:: Work instruction ::
From the line containing "impl Parameterized for" through the last line of the entries, set down every line exactly and add nothing.

┄┄┄┄┄┄

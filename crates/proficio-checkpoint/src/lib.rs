//! Proficio Checkpoint - Binary parameter format
//!
//! A checkpoint is laid out as:
//! - Fixed header (24 bytes)
//! - Configuration (JSON)
//! - Named tensors
//! - SHA-256 trailer over everything before it

pub mod codec;
pub mod file;
pub mod flags;
pub mod header;

pub use codec::*;
pub use file::*;
pub use flags::*;
pub use header::*;
//! Per-view relevance gates
//!
//! Each present view is scored from its own context feature and a summary
//! of the other present views (their mean, or zeros for a lone view):
//!
//! ```text
//! g_i = sigmoid(W2 · gelu(W1 · [ctx_i ; mean_{j≠i} ctx_j] + b1) + b2)
//! ```
//!
//! In `Channel` mode `g_i` has H entries, in `Scalar` mode a single one.

use ndarray::{s, Array1, Array2, ArrayView1, ArrayView2};
use proficio_core::{FusionConfig, FusionError, FusionResult, GateMode};
use proficio_nn::{
    ensure_finite, gelu, gelu_grad, gelu_inplace, param_name, sigmoid_grad_from_output,
    sigmoid_inplace, GradientStore, Linear, NamedTensor, Parameterized, TensorStore,
};
use rand::Rng;

/// Gate values for every slot of a sample; absent rows are zero
#[derive(Debug, Clone, PartialEq)]
pub struct GateValues {
    values: Array2<f32>,
    mode: GateMode,
}

impl GateValues {
    pub fn mode(&self) -> GateMode {
        self.mode
    }

    /// `[slots, width]` where width is H (channel) or 1 (scalar)
    pub fn values(&self) -> &Array2<f32> {
        &self.values
    }

    pub fn gate(&self, slot: usize) -> ArrayView1<'_, f32> {
        self.values.row(slot)
    }

    /// Scalar relevance of a slot: the gate itself, or the channel mean
    pub fn scalar(&self, slot: usize) -> f32 {
        let row = self.values.row(slot);
        row.sum() / row.len() as f32
    }

    /// `gate ⊙ feature`
    pub fn apply(&self, slot: usize, feature: ArrayView1<f32>) -> Array1<f32> {
        match self.mode {
            GateMode::Scalar => feature.mapv(|x| x * self.values[[slot, 0]]),
            GateMode::Channel => &feature * &self.values.row(slot),
        }
    }

    /// Gradients of `apply` with respect to the gate row and the feature
    pub fn apply_backward(
        &self,
        slot: usize,
        feature: ArrayView1<f32>,
        grad_out: ArrayView1<f32>,
    ) -> (Array1<f32>, Array1<f32>) {
        match self.mode {
            GateMode::Scalar => {
                let gate = self.values[[slot, 0]];
                (
                    Array1::from_elem(1, grad_out.dot(&feature)),
                    grad_out.mapv(|g| g * gate),
                )
            }
            GateMode::Channel => (&grad_out * &feature, &grad_out * &self.values.row(slot)),
        }
    }

    /// Gradient of `scalar(slot)` spread over the gate row
    pub fn scalar_backward(&self, grad: f32) -> Array1<f32> {
        let width = self.values.ncols();
        Array1::from_elem(width, grad / width as f32)
    }
}

#[derive(Debug, Clone, PartialEq)]
pub struct GatingNetwork {
    hidden: Linear,
    gate: Linear,
    mode: GateMode,
}

impl GatingNetwork {
    pub fn new<R: Rng + ?Sized>(config: &FusionConfig, rng: &mut R) -> Self {
        Self {
            hidden: Linear::new(rng, 2 * config.hidden_dim, config.gate_hidden_dim),
            gate: Linear::new(rng, config.gate_hidden_dim, gate_width(config)),
            mode: config.gate_mode,
        }
    }

    pub fn zeros(config: &FusionConfig) -> Self {
        Self {
            hidden: Linear::zeros(2 * config.hidden_dim, config.gate_hidden_dim),
            gate: Linear::zeros(config.gate_hidden_dim, gate_width(config)),
            mode: config.gate_mode,
        }
    }

    pub fn mode(&self) -> GateMode {
        self.mode
    }

    /// Present slots after checking shapes
    fn check(&self, context: ArrayView2<f32>, mask: &[bool]) -> FusionResult<Vec<usize>> {
        let slots = context.nrows();
        let hidden = context.ncols();
        if mask.len() != slots {
            return Err(FusionError::dimension("gating mask", slots, mask.len()));
        }
        if 2 * hidden != self.hidden.in_dim() {
            return Err(FusionError::dimension(
                "gating input",
                self.hidden.in_dim() / 2,
                hidden,
            ));
        }

        let present: Vec<usize> = (0..slots).filter(|&i| mask[i]).collect();
        if present.is_empty() {
            return Err(FusionError::ViewCount {
                present: 0,
                slots,
                max: slots,
            });
        }
        Ok(present)
    }

    pub fn forward(&self, context: ArrayView2<f32>, mask: &[bool]) -> FusionResult<GateValues> {
        let slots = context.nrows();
        let present = self.check(context, mask)?;

        let mut values = Array2::<f32>::zeros((slots, self.gate.out_dim()));
        for &i in &present {
            let input = gate_input(context, &present, i);
            let mut h = self.hidden.forward(input.view())?;
            gelu_inplace(&mut h);
            let mut g = self.gate.forward(h.view())?;
            sigmoid_inplace(&mut g);
            values.row_mut(i).assign(&g);
        }
        ensure_finite("gating", values.iter())?;

        Ok(GateValues {
            values,
            mode: self.mode,
        })
    }

    /// Gradient with respect to `context` given the gradient of the gate
    /// values. A view's gate also depends on the other present views
    /// through their mean, so each row spreads gradient to the others.
    pub fn backward(
        &self,
        context: ArrayView2<f32>,
        mask: &[bool],
        grad_values: ArrayView2<f32>,
        prefix: &str,
        grads: &mut GradientStore,
    ) -> FusionResult<Array2<f32>> {
        let slots = context.nrows();
        let hidden = context.ncols();
        let present = self.check(context, mask)?;
        if grad_values.dim() != (slots, self.gate.out_dim()) {
            return Err(FusionError::dimension(
                "gate gradient",
                slots * self.gate.out_dim(),
                grad_values.len(),
            ));
        }

        let hidden_prefix = param_name(prefix, "hidden");
        let gate_prefix = param_name(prefix, "gate");
        let others = present.len().saturating_sub(1);
        let mut d_context = Array2::<f32>::zeros((slots, hidden));
        for &i in &present {
            let input = gate_input(context, &present, i);
            let pre = self.hidden.forward(input.view())?;
            let activated = pre.mapv(gelu);
            let mut g = self.gate.forward(activated.view())?;
            sigmoid_inplace(&mut g);

            let d_gate_pre = &grad_values.row(i) * &g.mapv(sigmoid_grad_from_output);
            let d_activated =
                self.gate
                    .backward(activated.view(), d_gate_pre.view(), &gate_prefix, grads)?;
            let d_pre = d_activated * &pre.mapv(gelu_grad);
            let d_input = self
                .hidden
                .backward(input.view(), d_pre.view(), &hidden_prefix, grads)?;

            d_context
                .row_mut(i)
                .scaled_add(1.0, &d_input.slice(s![..hidden]));
            if others > 0 {
                let share = 1.0 / others as f32;
                for &j in &present {
                    if j != i {
                        d_context
                            .row_mut(j)
                            .scaled_add(share, &d_input.slice(s![hidden..]));
                    }
                }
            }
        }
        Ok(d_context)
    }
}

fn gate_width(config: &FusionConfig) -> usize {
    match config.gate_mode {
        GateMode::Scalar => 1,
        GateMode::Channel => config.hidden_dim,
    }
}

/// `[ctx_slot ; mean of the other present rows]`
fn gate_input(context: ArrayView2<f32>, present: &[usize], slot: usize) -> Array1<f32> {
    let summary = others_mean(context, present, slot);
    context.row(slot).iter().chain(summary.iter()).copied().collect()
}

/// Mean of the other present rows; zeros when `slot` is alone
fn others_mean(context: ArrayView2<f32>, present: &[usize], slot: usize) -> Array1<f32> {
    let mut summary = Array1::<f32>::zeros(context.ncols());
    let others = present.len() - 1;
    if others == 0 {
        return summary;
    }
    for &j in present {
        if j != slot {
            summary += &context.row(j);
        }
    }
    summary / others as f32
}

impl Parameterized for GatingNetwork {
    fn collect_parameters(&self, prefix: &str, out: &mut Vec<NamedTensor>) {
        self.hidden.collect_parameters(&param_name(prefix, "hidden"), out);
        self.gate.collect_parameters(&param_name(prefix, "gate"), out);
    }

    fn load_parameters(&mut self, prefix: &str, store: &TensorStore) -> FusionResult<()> {
        self.hidden.load_parameters(&param_name(prefix, "hidden"), store)?;
        self.gate.load_parameters(&param_name(prefix, "gate"), store)
    }
}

┄┄┄┄┄┄

:: Response box ::
impl Parameterized for GatingNetwork {
    fn collect_parameters(&self, prefix: &str, out: &mut Vec<NamedTensor>) {
        self.hidden.collect_parameters(&param_name(prefix, "hidden"), out);
        self.gate.collect_parameters(&param_name(prefix, "gate"), out);
    }

    fn load_parameters(&mut self, prefix: &str, store: &TensorStore) -> FusionResult<()> {
        self.hidden.load_parameters(&param_name(prefix, "hidden"), store)?;
        self.gate.load_parameters(&param_name(prefix, "gate"), store)
    }
}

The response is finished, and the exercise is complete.